Work to be completed: Provide nothing except how many lines of the data contain the word "BreakerConfig".

==== Given records ====

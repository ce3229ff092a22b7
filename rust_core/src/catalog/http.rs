use super::{Catalog, CatalogError};
use crate::circuit_breaker::{BreakerConfig, BreakerState, CircuitBreaker};
use crate::models::{Contest, Contestant, Event};
use async_trait::async_trait;
use chrono::{DateTime, NaiveDate, Utc};
use reqwest::{Client, StatusCode};
use serde::de::DeserializeOwned;
use serde::Deserialize;
use std::sync::Arc;
use std::time::Duration;
use tracing::{debug, warn};

/// Fights without an order sort after everything else.
const UNORDERED_FIGHT: u32 = 999;

/// Catalog REST API client (`/events/`, `/events/{id}`, `/fights/event/{id}`).
#[derive(Clone)]
pub struct HttpCatalog {
    client: Client,
    base_url: String,
    circuit_breaker: Arc<CircuitBreaker>,
}

impl std::fmt::Debug for HttpCatalog {
    fn fmt(&self, f: &mut std::fmt::Formatter<'_>) -> std::fmt::Result {
        f.debug_struct("HttpCatalog")
            .field("base_url", &self.base_url)
            .field("circuit_breaker_state", &self.circuit_breaker.state())
            .finish()
    }
}

// Ids arrive as integers from the database-backed API and as strings elsewhere.
#[derive(Debug, Deserialize)]
#[serde(untagged)]
enum IdRepr {
    Num(i64),
    Str(String),
}

impl IdRepr {
    fn into_string(self) -> String {
        match self {
            IdRepr::Num(n) => n.to_string(),
            IdRepr::Str(s) => s,
        }
    }
}

#[derive(Debug, Deserialize)]
struct EventDto {
    id: IdRepr,
    title: String,
    date: NaiveDate,
    #[serde(default)]
    location: String,
    #[serde(alias = "startTime", alias = "start_time")]
    lock_at: DateTime<Utc>,
    #[serde(alias = "endTime", alias = "end_time")]
    end_at: DateTime<Utc>,
}

impl TryFrom<EventDto> for Event {
    type Error = CatalogError;

    /// Rejects events whose lock instant is not before their end.
    fn try_from(dto: EventDto) -> Result<Self, Self::Error> {
        let event = Event {
            id: dto.id.into_string(),
            title: dto.title,
            date: dto.date,
            location: dto.location,
            lock_at: dto.lock_at,
            end_at: dto.end_at,
        };
        if !event.has_valid_window() {
            return Err(CatalogError::Malformed(format!(
                "event {} locks at {} but ends at {}",
                event.id, event.lock_at, event.end_at
            )));
        }
        Ok(event)
    }
}

#[derive(Debug, Deserialize)]
struct FighterDto {
    fighter_id: IdRepr,
    name: String,
}

#[derive(Debug, Deserialize)]
struct FightDto {
    fight_id: IdRepr,
    #[serde(default)]
    weight_class: String,
    fighter1: FighterDto,
    fighter2: FighterDto,
    #[serde(default)]
    order: Option<u32>,
    #[serde(default)]
    is_main_event: Option<bool>,
}

impl FightDto {
    fn into_contest(self, event_id: &str) -> Contest {
        Contest {
            id: self.fight_id.into_string(),
            event_id: event_id.to_string(),
            weight_class: self.weight_class,
            fighter1: Contestant {
                id: self.fighter1.fighter_id.into_string(),
                name: self.fighter1.name,
            },
            fighter2: Contestant {
                id: self.fighter2.fighter_id.into_string(),
                name: self.fighter2.name,
            },
            order: self.order.unwrap_or(UNORDERED_FIGHT),
            is_main_event: self.is_main_event.unwrap_or(false),
        }
    }
}

impl HttpCatalog {
    pub fn new(base_url: &str) -> Self {
        Self::with_config(base_url, BreakerConfig::default())
    }

    pub fn with_config(base_url: &str, breaker: BreakerConfig) -> Self {
        Self {
            client: Client::builder()
                .timeout(Duration::from_secs(10))
                .build()
                .unwrap_or_else(|_| Client::new()),
            base_url: base_url.trim_end_matches('/').to_string(),
            circuit_breaker: Arc::new(CircuitBreaker::new("catalog", breaker)),
        }
    }

    pub fn circuit_state(&self) -> BreakerState {
        self.circuit_breaker.state()
    }

    async fn get_json<T: DeserializeOwned>(&self, path: &str) -> Result<T, CatalogError> {
        if !self.circuit_breaker.is_available() {
            return Err(CatalogError::Unavailable(format!(
                "catalog circuit breaker is open ({})",
                path
            )));
        }

        let result = self.get_json_internal(path).await;
        match &result {
            Ok(_) | Err(CatalogError::NotFound(_)) | Err(CatalogError::Malformed(_)) => {
                self.circuit_breaker.record_success()
            }
            Err(CatalogError::Unavailable(_)) => self.circuit_breaker.record_failure(),
        }
        result
    }

    async fn get_json_internal<T: DeserializeOwned>(&self, path: &str) -> Result<T, CatalogError> {
        let url = format!("{}{}", self.base_url, path);
        debug!("GET {}", url);

        let resp = self
            .client
            .get(&url)
            .send()
            .await
            .map_err(|e| CatalogError::Unavailable(format!("{}: {}", url, e)))?;

        match resp.status() {
            StatusCode::NOT_FOUND => return Err(CatalogError::NotFound(url)),
            s if s.is_server_error() => {
                return Err(CatalogError::Unavailable(format!("{} returned {}", url, s)))
            }
            s if !s.is_success() => {
                return Err(CatalogError::Malformed(format!("{} returned {}", url, s)))
            }
            _ => {}
        }

        resp.json::<T>()
            .await
            .map_err(|e| CatalogError::Malformed(format!("{}: {}", url, e)))
    }
}

#[async_trait]
impl Catalog for HttpCatalog {
    async fn list_events(&self) -> Result<Vec<Event>, CatalogError> {
        let events: Vec<EventDto> = self.get_json("/events/").await?;
        // Invalid events are skipped, not fatal.
        Ok(events
            .into_iter()
            .filter_map(|dto| match Event::try_from(dto) {
                Ok(event) => Some(event),
                Err(e) => {
                    warn!("Skipping event: {}", e);
                    None
                }
            })
            .collect())
    }

    async fn get_event(&self, event_id: &str) -> Result<Event, CatalogError> {
        let event: EventDto = self.get_json(&format!("/events/{}", event_id)).await?;
        Event::try_from(event)
    }

    async fn list_contests(&self, event_id: &str) -> Result<Vec<Contest>, CatalogError> {
        let fights: Vec<FightDto> = self.get_json(&format!("/fights/event/{}", event_id)).await?;
        Ok(fights
            .into_iter()
            .map(|f| f.into_contest(event_id))
            .collect())
    }
}

#[cfg(test)]
mod tests {
    use super::*;

    #[test]
    fn test_event_dto_accepts_numeric_id_and_camel_case_times() {
        let raw = r#"{
            "id": 300,
            "title": "UFC 300",
            "date": "2024-04-13",
            "location": "Las Vegas",
            "startTime": "2024-04-13T22:00:00Z",
            "endTime": "2024-04-14T04:00:00Z"
        }"#;
        let event = Event::try_from(serde_json::from_str::<EventDto>(raw).unwrap()).unwrap();
        assert_eq!(event.id, "300");
        assert!(event.has_valid_window());
    }

    #[test]
    fn test_event_dto_rejects_inverted_window() {
        let raw = r#"{
            "id": "ufc-300",
            "title": "UFC 300",
            "date": "2024-04-13",
            "start_time": "2024-04-14T04:00:00Z",
            "end_time": "2024-04-13T22:00:00Z"
        }"#;
        let err = Event::try_from(serde_json::from_str::<EventDto>(raw).unwrap()).unwrap_err();
        assert!(matches!(err, CatalogError::Malformed(_)));
    }

    #[test]
    fn test_fight_dto_defaults() {
        let raw = r#"{
            "fight_id": "f1",
            "weight_class": "Lightweight",
            "fighter1": {"fighter_id": 11, "name": "Red"},
            "fighter2": {"fighter_id": "12", "name": "Blue"}
        }"#;
        let contest = serde_json::from_str::<FightDto>(raw)
            .unwrap()
            .into_contest("300");
        assert_eq!(contest.order, UNORDERED_FIGHT);
        assert!(!contest.is_main_event);
        assert!(contest.has_contestant("11"));
        assert!(contest.has_contestant("12"));
        assert_eq!(contest.event_id, "300");
    }

    #[test]
    fn test_base_url_trailing_slash() {
        let catalog = HttpCatalog::new("http://localhost:8000/api/");
        assert_eq!(catalog.base_url, "http://localhost:8000/api");
        assert_eq!(catalog.circuit_state(), BreakerState::Closed);
    }
}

====

Expected answer: 3